-- Work instruction --
The answer must be an exact reproduction of the lines from the start of the records below through the line containing "score, questions, analysis", and nothing more.

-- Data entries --
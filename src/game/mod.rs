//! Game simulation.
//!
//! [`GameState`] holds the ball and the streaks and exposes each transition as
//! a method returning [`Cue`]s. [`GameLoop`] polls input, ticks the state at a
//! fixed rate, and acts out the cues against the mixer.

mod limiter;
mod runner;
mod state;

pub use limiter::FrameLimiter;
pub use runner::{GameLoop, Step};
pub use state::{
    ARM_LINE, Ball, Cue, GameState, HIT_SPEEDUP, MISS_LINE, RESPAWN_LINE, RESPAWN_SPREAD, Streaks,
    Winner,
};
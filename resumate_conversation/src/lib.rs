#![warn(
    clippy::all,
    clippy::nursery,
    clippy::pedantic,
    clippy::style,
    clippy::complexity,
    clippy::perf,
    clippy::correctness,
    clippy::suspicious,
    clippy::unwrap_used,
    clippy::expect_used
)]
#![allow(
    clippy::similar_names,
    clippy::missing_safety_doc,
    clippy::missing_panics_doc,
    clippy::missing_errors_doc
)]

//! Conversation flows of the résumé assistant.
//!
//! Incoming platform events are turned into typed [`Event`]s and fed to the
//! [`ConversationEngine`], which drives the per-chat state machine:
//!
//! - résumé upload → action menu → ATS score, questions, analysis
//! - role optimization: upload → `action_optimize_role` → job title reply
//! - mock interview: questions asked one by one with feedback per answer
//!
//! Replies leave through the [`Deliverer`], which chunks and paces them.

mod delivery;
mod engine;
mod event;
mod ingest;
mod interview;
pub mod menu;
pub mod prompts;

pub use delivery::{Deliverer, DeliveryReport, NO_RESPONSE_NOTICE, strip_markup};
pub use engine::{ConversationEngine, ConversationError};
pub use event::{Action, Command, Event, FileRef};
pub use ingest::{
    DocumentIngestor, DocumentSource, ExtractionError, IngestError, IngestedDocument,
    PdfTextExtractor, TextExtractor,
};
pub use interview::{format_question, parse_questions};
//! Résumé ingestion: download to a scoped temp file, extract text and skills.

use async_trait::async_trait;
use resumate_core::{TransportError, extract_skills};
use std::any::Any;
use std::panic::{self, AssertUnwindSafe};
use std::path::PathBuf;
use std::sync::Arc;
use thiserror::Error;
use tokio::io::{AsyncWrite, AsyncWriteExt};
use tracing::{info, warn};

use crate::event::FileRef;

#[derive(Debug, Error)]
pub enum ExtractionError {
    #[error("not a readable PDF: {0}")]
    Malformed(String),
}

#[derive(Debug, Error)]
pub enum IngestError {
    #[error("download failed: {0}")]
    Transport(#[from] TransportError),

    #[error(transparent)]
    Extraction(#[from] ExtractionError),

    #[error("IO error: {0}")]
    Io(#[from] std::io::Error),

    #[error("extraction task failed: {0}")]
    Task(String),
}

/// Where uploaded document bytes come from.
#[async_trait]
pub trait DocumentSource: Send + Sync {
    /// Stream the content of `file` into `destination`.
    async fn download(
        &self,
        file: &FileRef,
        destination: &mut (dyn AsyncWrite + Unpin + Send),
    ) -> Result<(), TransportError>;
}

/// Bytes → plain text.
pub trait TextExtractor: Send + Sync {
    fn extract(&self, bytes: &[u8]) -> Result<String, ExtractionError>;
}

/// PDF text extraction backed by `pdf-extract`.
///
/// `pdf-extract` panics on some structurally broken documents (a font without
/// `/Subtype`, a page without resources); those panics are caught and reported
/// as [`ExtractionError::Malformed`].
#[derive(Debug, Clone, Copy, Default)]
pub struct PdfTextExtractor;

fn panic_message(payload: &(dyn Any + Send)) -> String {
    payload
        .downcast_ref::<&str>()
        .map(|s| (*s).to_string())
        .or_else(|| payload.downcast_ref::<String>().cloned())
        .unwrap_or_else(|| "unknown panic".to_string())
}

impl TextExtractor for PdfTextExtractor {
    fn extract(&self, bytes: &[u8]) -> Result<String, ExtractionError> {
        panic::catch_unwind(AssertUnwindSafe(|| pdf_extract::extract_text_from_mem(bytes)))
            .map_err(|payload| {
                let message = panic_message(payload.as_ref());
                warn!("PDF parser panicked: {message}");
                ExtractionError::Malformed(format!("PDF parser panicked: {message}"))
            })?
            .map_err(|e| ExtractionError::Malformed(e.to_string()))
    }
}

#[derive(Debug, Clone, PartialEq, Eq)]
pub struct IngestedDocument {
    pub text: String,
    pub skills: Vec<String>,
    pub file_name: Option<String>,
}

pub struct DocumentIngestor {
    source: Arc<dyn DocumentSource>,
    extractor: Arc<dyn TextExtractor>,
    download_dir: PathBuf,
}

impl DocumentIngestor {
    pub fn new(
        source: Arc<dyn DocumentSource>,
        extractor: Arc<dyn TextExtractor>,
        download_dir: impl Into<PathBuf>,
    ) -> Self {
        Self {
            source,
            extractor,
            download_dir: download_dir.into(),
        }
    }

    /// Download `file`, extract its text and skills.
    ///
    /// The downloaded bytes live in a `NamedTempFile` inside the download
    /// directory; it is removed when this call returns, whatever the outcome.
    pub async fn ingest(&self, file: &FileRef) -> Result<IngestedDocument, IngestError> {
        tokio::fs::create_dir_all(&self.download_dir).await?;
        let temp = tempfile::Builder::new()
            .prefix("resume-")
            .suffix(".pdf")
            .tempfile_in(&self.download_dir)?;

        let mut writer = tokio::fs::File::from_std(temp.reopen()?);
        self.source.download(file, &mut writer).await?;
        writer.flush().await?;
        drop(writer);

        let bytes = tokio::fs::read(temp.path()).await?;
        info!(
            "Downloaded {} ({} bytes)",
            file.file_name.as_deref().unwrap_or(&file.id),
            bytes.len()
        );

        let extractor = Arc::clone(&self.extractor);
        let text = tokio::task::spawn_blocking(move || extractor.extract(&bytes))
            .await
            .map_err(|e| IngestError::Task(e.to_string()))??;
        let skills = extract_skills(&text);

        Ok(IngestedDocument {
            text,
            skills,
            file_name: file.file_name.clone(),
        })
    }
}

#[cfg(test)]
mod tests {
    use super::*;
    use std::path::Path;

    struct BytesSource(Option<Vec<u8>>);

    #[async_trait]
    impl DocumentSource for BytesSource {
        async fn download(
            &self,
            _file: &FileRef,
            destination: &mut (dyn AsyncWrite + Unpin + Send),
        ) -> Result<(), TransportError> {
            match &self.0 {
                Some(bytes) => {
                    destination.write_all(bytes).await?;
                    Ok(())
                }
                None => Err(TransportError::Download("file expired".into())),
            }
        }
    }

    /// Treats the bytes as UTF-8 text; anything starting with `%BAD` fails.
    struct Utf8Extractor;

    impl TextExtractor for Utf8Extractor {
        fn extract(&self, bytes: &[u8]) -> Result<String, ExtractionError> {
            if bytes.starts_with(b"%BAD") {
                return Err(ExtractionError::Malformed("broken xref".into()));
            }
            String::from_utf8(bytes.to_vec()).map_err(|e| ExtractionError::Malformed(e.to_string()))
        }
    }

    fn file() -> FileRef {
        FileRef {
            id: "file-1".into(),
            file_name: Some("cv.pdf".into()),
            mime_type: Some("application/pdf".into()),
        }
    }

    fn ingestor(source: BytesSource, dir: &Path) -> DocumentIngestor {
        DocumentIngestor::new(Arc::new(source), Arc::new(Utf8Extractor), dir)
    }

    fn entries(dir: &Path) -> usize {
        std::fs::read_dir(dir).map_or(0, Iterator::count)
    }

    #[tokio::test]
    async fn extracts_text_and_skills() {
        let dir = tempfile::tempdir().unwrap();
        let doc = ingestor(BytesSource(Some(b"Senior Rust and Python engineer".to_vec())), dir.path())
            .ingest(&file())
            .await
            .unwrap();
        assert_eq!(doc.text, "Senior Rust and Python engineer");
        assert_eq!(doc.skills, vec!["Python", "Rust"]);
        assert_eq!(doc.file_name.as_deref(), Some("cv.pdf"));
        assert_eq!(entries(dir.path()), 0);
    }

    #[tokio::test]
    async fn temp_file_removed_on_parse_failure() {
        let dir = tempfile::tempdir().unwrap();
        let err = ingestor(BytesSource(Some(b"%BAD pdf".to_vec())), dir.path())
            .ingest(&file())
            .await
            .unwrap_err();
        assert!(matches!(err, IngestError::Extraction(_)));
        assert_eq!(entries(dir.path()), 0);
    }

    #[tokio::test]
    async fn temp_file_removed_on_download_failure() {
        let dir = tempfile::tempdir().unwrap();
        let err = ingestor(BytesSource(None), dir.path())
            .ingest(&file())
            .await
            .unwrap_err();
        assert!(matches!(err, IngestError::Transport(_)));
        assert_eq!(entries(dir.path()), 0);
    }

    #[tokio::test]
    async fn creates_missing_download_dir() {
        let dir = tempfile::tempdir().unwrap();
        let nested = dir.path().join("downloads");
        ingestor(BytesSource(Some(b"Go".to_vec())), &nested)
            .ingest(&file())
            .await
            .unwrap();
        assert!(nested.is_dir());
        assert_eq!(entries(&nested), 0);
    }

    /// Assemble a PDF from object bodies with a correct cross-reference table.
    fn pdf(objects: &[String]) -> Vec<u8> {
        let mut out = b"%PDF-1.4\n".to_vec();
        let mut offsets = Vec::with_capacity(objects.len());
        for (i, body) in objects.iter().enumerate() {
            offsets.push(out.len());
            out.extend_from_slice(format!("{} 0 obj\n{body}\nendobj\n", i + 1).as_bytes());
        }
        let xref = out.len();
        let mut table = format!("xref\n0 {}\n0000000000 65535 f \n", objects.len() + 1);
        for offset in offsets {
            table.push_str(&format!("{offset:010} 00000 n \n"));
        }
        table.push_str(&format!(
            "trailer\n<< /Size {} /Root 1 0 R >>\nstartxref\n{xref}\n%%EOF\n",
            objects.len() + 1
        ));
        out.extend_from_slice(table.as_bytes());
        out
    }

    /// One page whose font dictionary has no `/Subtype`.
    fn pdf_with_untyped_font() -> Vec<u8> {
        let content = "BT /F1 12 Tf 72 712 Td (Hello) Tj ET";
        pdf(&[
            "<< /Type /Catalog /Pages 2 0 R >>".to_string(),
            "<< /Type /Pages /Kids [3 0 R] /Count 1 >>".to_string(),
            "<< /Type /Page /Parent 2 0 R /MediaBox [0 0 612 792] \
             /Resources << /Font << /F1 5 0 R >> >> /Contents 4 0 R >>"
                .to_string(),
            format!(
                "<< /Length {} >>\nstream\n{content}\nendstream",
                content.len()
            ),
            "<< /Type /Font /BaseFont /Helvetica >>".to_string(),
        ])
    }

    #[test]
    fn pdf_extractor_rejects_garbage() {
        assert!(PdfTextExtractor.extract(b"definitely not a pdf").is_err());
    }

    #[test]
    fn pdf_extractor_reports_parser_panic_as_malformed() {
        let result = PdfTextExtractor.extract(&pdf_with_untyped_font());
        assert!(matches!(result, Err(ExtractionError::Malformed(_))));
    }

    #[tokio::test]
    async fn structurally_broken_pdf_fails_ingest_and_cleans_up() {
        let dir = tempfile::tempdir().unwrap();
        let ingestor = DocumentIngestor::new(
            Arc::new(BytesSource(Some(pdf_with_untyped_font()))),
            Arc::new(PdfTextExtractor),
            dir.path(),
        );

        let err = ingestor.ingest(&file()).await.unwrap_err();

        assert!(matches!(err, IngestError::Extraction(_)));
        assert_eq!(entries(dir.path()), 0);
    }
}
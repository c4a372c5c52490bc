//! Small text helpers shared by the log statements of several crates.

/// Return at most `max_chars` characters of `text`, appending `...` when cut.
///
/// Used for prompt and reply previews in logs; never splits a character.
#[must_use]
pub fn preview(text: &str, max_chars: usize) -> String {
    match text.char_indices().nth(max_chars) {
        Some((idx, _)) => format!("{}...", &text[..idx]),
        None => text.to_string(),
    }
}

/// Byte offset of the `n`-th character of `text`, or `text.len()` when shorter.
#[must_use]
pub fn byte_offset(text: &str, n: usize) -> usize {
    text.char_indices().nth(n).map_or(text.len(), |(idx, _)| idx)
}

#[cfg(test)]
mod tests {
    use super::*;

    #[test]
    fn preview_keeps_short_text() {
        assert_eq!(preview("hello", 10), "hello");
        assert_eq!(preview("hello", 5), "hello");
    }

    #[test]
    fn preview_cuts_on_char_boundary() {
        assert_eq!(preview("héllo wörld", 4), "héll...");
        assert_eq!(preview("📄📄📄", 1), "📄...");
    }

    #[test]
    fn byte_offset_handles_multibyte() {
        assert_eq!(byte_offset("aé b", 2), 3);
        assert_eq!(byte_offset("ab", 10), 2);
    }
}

-- Response --
filename src/game/mod.rs
//! Game simulation.
//!
//! [`GameState`] holds the ball and the streaks and exposes each transition as
//! a method returning [`Cue`]s. [`GameLoop`] polls input, ticks the state at a
//! fixed rate, and acts out the cues against the mixer.

mod limiter;
mod runner;
mod state;

pub use limiter::FrameLimiter;
pub use runner::{GameLoop, Step};
pub use state::{
    ARM_LINE, Ball, Cue, GameState, HIT_SPEEDUP, MISS_LINE, RESPAWN_LINE, RESPAWN_SPREAD, Streaks,
    Winner,
};
filename resumate_conversation/src/lib.rs
#![warn(
    clippy::all,
    clippy::nursery,
    clippy::pedantic,
    clippy::style,
    clippy::complexity,
    clippy::perf,
    clippy::correctness,
    clippy::suspicious,
    clippy::unwrap_used,
    clippy::expect_used
)]
#![allow(
    clippy::similar_names,
    clippy::missing_safety_doc,
    clippy::missing_panics_doc,
    clippy::missing_errors_doc
)]

//! Conversation flows of the résumé assistant.
//!
//! Incoming platform events are turned into typed [`Event`]s and fed to the
//! [`ConversationEngine`], which drives the per-chat state machine:
//!
//! - résumé upload → action menu → ATS score, questions, analysis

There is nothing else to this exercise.